_What is needed_.
Reproduce all entries verbatim, with nothing added or dropped.

_Records for this task_.
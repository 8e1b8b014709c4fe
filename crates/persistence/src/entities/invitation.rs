//! Invitation entity (database row mapping).

use chrono::{DateTime, Utc};
use sqlx::FromRow;
use uuid::Uuid;

/// Database row mapping for the invitations table.
#[derive(Debug, Clone, FromRow)]
pub struct InvitationEntity {
    pub id: Uuid,
    pub code: String,
    pub unlimited: bool,
    pub used: bool,
    pub used_at: Option<DateTime<Utc>>,
    pub used_by: Option<Uuid>,
    pub expires: Option<DateTime<Utc>>,
    pub duration_days: Option<i32>,
    pub server_id: Option<Uuid>,
    pub created_at: DateTime<Utc>,
}

impl From<InvitationEntity> for domain::models::Invitation {
    fn from(entity: InvitationEntity) -> Self {
        Self {
            id: entity.id,
            code: entity.code,
            unlimited: entity.unlimited,
            used: entity.used,
            used_at: entity.used_at,
            used_by: entity.used_by,
            expires: entity.expires,
            duration_days: entity.duration_days,
            legacy_server_id: entity.server_id,
            created_at: entity.created_at,
        }
    }
}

_Written reply_.
repository 8e1b8b014709c4fe
filename crates/persistence/src/entities/invitation.rs
//! Invitation entity (database row mapping).

use chrono::{DateTime, Utc};
use sqlx::FromRow;
use uuid::Uuid;

/// Database row mapping for the invitations table.
#[derive(Debug, Clone, FromRow)]
pub struct InvitationEntity {
    pub id: Uuid,
    pub code: String,
    pub unlimited: bool,
    pub used: bool,
    pub used_at: Option<DateTime<Utc>>,
    pub used_by: Option<Uuid>,
    pub expires: Option<DateTime<Utc>>,
    pub duration_days: Option<i32>,
    pub server_id: Option<Uuid>,
    pub created_at: DateTime<Utc>,
}

impl From<InvitationEntity> for domain::models::Invitation {
    fn from(entity: InvitationEntity) -> Self {
        Self {
            id: entity.id,
            code: entity.code,
            unlimited: entity.unlimited,
            used: entity.used,
            used_at: entity.used_at,
            used_by: entity.used_by,
            expires: entity.expires,
            duration_days: entity.duration_days,
            legacy_server_id: entity.server_id,
            created_at: entity.created_at,
        }
    }
}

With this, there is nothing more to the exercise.